Sleepless
- First edition
- Author: Charlie Huston
- Language: English
- Genre: Detective / Science fiction novel
- Publisher: Ballantine Books
- Publication date: 2010
- Publication place: United States
- Media type: Print (hardcover)
- Pages: 353 pp
- ISBN: 978-0-345-50113-4
- OCLC: 326529039
- LC Class: PS3608.U855S64 2009

= Sleepless (novel) =

2010 novel by Charlie Huston

Sleepless is a science fiction and noir detective novel by Charlie Huston, published in 2010.

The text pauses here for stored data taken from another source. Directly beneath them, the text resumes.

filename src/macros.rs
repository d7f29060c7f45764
macro_rules! emit {
    ($output:expr, $opcode:expr) => {
        writeln!($output, "\t{}", $opcode)
    };

    ($output:expr, $opcode:expr, $($format:tt)*) => {{
        write!($output, "\t{:8}", $opcode)?;
        writeln!($output, $($format)*)
    }};
}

Set in California in a dystopic alternate present, the novel portrays a world wracked by a sleeplessness pandemic caused by a prion. About ten percent of the population are infected, and, unable to find sleep, die painfully within a year. Society is on the verge of breakdown, and armed bands have turned much of the U.S. into a war zone. The novel follows Parker Haas, an idealist LAPD officer investigating the trafficking of "dreamer", the only drug capable of giving the sleepless temporary relief, and Jasper, an aging professional killer who crosses Haas' path.

==Reception==
The novel was generally well received by critics, with The Scotsman describing it as a "traditional police procedural tucked into a stunningly original work of speculative fiction". Strange Horizons welcomed the crime writer's first foray into speculative fiction, highlighting the novel's "coherent and exciting, familiar and wrongfooting" vision of a dystopic alternate present and Huston's "gift for dialogue and for moving the plot along", while noting that the seemingly desperate "grasping at coolness" of the setting and characters stretches plausibility. Publishers Weekly appreciated Sleepless as a "brilliant mixture of sci-fi and noir crime", while noting that "fans of Huston’s crime fiction may not be comfortable with a novel that itself resembles a role-playing game", in reference to the massively multiplayer online role-playing game that links the novel's narrative strands.